Oysa işin gerçeği hem kapı altında hem de hücrelerde yapılan işkencenin insanları delirttiğiydi. Sayın Türk Devletlerimizin Sayın Başkanları geçtiğimiz günlerde toplandılar. Çok güzel resimler verdiler. Rahmetli Demirel de her 2-3 ayda bir Türk Devletlerinin Başkanlarını toplar, resimler çektirirdi. Sonuç, bir adım dahi menzile yol gidilemedi. Toplantı sonrasında Doğu Türkistan’da uygulanan insanlık dışı işkencelerle ilgili bir satır yok. Kırım’ın Rusya tarafından ilhak edilmesine dair bir protesto yok.

KKTC’nin önümüzdeki günlerde diğer Türk Devletleri tarafından tanınacağına dair tek satır yazı yok. O zaman bu toplanmanın amacı neydi? Çin’deki cezaevleri için “Onlar bir rehabilitasyon merkezi” diyen kardeşlerim, Doğu Türkistan’ın 1960’da bağımsız bir devlet olduğunu biliyor muydunuz? Bazı dönemler Ruslar, bazı dönemlerde de Çinliler Doğu Türkistan’ı işgal etmiş olsalar da çok az sayıdaki nüfuslarıyla bu işgalleri sonlandırıp her sefer bağımsızlıklarını tekrardan kazandıklarını biliyor muydunuz?

Bu savaşları verirken diğer taraftan da tarih boyunca Türk Yurtlarının içinde en entellektüel Türk Boyunun Uygur Türkleri olduğunu biliyor muydunuz? Topluma adaptasyon sağlamaları için rehabilitasyon merkezleri kurulduğunu söylüyorsunuz. Rehabilitasyon merkezlerinde kız kardeşlerimize tecavüz ettiklerini biliyor musunuz?

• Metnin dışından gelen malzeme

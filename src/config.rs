//! Client configuration loaded from TOML.
//!
//! ```toml
//! local_uid = "ANDROID-ops-1"
//!
//! [queue]
//! max_attempts = 10
//!
//! [reconnect]
//! initial_delay_ms = 500
//!
//! [[peers]]
//! name = "tak-east"
//! host = "tak.example.org"
//! transport = "tls"
//! tls = "legacy"
//! identity = "ops-cert"
//!
//! [[filters]]
//! action = "suppress"
//! match = "type_prefix"
//! prefix = "b-a"
//! ```
//!
//! Durations are milliseconds.

use std::collections::HashSet;
use std::path::Path;

use serde::{Deserialize, Serialize};

use crate::core::ConfigError;
use crate::federation::{PeerConfig, ReconnectPolicy};
use crate::queue::QueueConfig;
use crate::router::{FilterRule, RouterConfig};

/// Everything needed to build a [`CotClient`](crate::client::CotClient).
#[derive(Debug, Clone, PartialEq, Serialize, Deserialize)]
#[serde(default)]
pub struct ClientConfig {
    /// Uid this client reports as; used for keepalive pings.
    pub local_uid: String,
    /// Peers to connect to at startup.
    pub peers: Vec<PeerConfig>,
    /// Outbound queue.
    pub queue: QueueConfig,
    /// Router channels.
    pub router: RouterConfig,
    /// Reconnect backoff shared by all peers.
    pub reconnect: ReconnectPolicy,
    /// Filter rules, evaluated after any in `router.filters`.
    pub filters: Vec<FilterRule>,
}

impl Default for ClientConfig {
    fn default() -> Self {
        Self {
            local_uid: format!("cot-{}", uuid::Uuid::new_v4()),
            peers: Vec::new(),
            queue: QueueConfig::default(),
            router: RouterConfig::default(),
            reconnect: ReconnectPolicy::default(),
            filters: Vec::new(),
        }
    }
}

impl ClientConfig {
    /// Parse and validate a TOML document.
    pub fn from_toml_str(s: &str) -> Result<Self, ConfigError> {
        let config: Self = toml::from_str(s)?;
        config.validate()?;
        Ok(config)
    }

    /// Read, parse and validate a TOML file.
    pub fn load(path: impl AsRef<Path>) -> Result<Self, ConfigError> {
        let text = std::fs::read_to_string(path)?;
        Self::from_toml_str(&text)
    }

    /// Serialize back to TOML.
    pub fn to_toml_string(&self) -> Result<String, ConfigError> {
        toml::to_string(self).map_err(|e| ConfigError::Invalid(e.to_string()))
    }

    /// Check values serde cannot.
    pub fn validate(&self) -> Result<(), ConfigError> {
        if self.local_uid.trim().is_empty() {
            return Err(ConfigError::Invalid("local_uid is empty".to_string()));
        }
        let mut names = HashSet::new();
        for peer in &self.peers {
            peer.validate().map_err(ConfigError::Invalid)?;
            if !names.insert(peer.name.as_str()) {
                return Err(ConfigError::Invalid(format!(
                    "duplicate peer name {:?}",
                    peer.name
                )));
            }
        }
        self.queue.validate().map_err(ConfigError::Invalid)?;
        self.reconnect.validate().map_err(ConfigError::Invalid)?;
        if self.router.subscriber_capacity == 0 {
            return Err(ConfigError::Invalid(
                "router subscriber_capacity must be positive".to_string(),
            ));
        }
        Ok(())
    }

    /// Router settings with the top-level filters appended.
    pub fn router_config(&self) -> RouterConfig {
        let mut router = self.router.clone();
        router.filters.extend(self.filters.iter().cloned());
        router
    }
}

/// `Duration` as integer milliseconds.
pub(crate) mod duration_ms {
    use std::time::Duration;

    use serde::{Deserialize, Deserializer, Serializer};

    pub fn serialize<S: Serializer>(d: &Duration, s: S) -> Result<S::Ok, S::Error> {
        s.serialize_u64(u64::try_from(d.as_millis()).unwrap_or(u64::MAX))
    }

    pub fn deserialize<'de, D: Deserializer<'de>>(d: D) -> Result<Duration, D::Error> {
        u64::deserialize(d).map(Duration::from_millis)
    }
}

#[cfg(test)]
mod tests {
    use super::*;
    use std::io::Write;
    use std::time::Duration;

    use crate::router::{FilterAction, FilterMatch};
    use crate::transport::{TlsProfile, TransportKind};

    const SAMPLE: &str = r#"
        local_uid = "ANDROID-ops-1"

        [queue]
        max_attempts = 10
        retry_interval_ms = 1500

        [router]
        subscriber_capacity = 32

        [reconnect]
        initial_delay_ms = 500
        max_delay_ms = 8000
        jitter = 0.0

        [[peers]]
        name = "tak-east"
        host = "tak.example.org"
        transport = "tls"
        tls = "legacy"
        identity = "ops-cert"

        [[peers]]
        name = "mesh"
        host = "239.2.3.1"
        transport = "udp"

        [[filters]]
        action = "suppress"
        match = "type_prefix"
        prefix = "b-a"
    "#;

    #[test]
    fn test_parse_sample() {
        let config = ClientConfig::from_toml_str(SAMPLE).unwrap();
        assert_eq!(config.local_uid, "ANDROID-ops-1");
        assert_eq!(config.peers.len(), 2);
        assert_eq!(config.peers[0].tls.profile, TlsProfile::Legacy);
        assert_eq!(config.peers[0].identity.as_deref(), Some("ops-cert"));
        assert_eq!(config.peers[1].transport, TransportKind::Udp);
        assert_eq!(config.queue.max_attempts, 10);
        assert_eq!(config.queue.retry_interval, Duration::from_millis(1500));
        assert_eq!(config.reconnect.initial_delay, Duration::from_millis(500));
        assert_eq!(config.reconnect.multiplier, 2.0);

        let router = config.router_config();
        assert_eq!(router.subscriber_capacity, 32);
        assert_eq!(router.filters.len(), 1);
        assert_eq!(router.filters[0].action, FilterAction::Suppress);
        assert_eq!(
            router.filters[0].matcher,
            FilterMatch::TypePrefix {
                prefix: "b-a".to_string()
            }
        );
    }

    #[test]
    fn test_empty_document_uses_defaults() {
        let config = ClientConfig::from_toml_str("").unwrap();
        assert!(config.local_uid.starts_with("cot-"));
        assert!(config.peers.is_empty());
        assert_eq!(config.queue, QueueConfig::default());
    }

    #[test]
    fn test_rejects_invalid_values() {
        let duplicate = r#"
            [[peers]]
            name = "a"
            host = "h1"
            [[peers]]
            name = "a"
            host = "h2"
        "#;
        assert!(matches!(
            ClientConfig::from_toml_str(duplicate),
            Err(ConfigError::Invalid(_))
        ));
        assert!(matches!(
            ClientConfig::from_toml_str("[queue]\nmax_entries = 0"),
            Err(ConfigError::Invalid(_))
        ));
        assert!(matches!(
            ClientConfig::from_toml_str("peers = 3"),
            Err(ConfigError::Parse(_))
        ));
    }

    #[test]
    fn test_load_file_round_trip() {
        let mut file = tempfile::NamedTempFile::new().unwrap();
        file.write_all(SAMPLE.as_bytes()).unwrap();
        let loaded = ClientConfig::load(file.path()).unwrap();

        let text = loaded.to_toml_string().unwrap();
        assert_eq!(ClientConfig::from_toml_str(&text).unwrap(), loaded);

        assert!(matches!(
            ClientConfig::load(file.path().with_extension("missing")),
            Err(ConfigError::Io(_))
        ));
    }
}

Ufacık yaşlarda çocuklara yapılan işkencelerden haberdar mısınız? Bu nasıl bir rehabilitasyon? İşkenceyle, tecavüzle hangi insan topluma kazandırılabilir? Bizim devletimiz NATO üyesi Çin ve Rusya’nın başını çektiği Şangay Beşlisi’nin diğer üyeleri ise Kazakistan, Özbekistan ve Kırgızistan. Yani diğer üç Türk Devleti. Çin Doğu Türkistan’ı işgal eder, Rusya’nın topraklarının yarısından çoğu ise Öz Türk Yurtlarının üzerine kurulu. Bunca büyük sorun ortadayken bizler Uygur Türklerinin Anası olarak bilinen Rabia Kadir’e ülkemize gelmesi için vize dahi veremiyoruz.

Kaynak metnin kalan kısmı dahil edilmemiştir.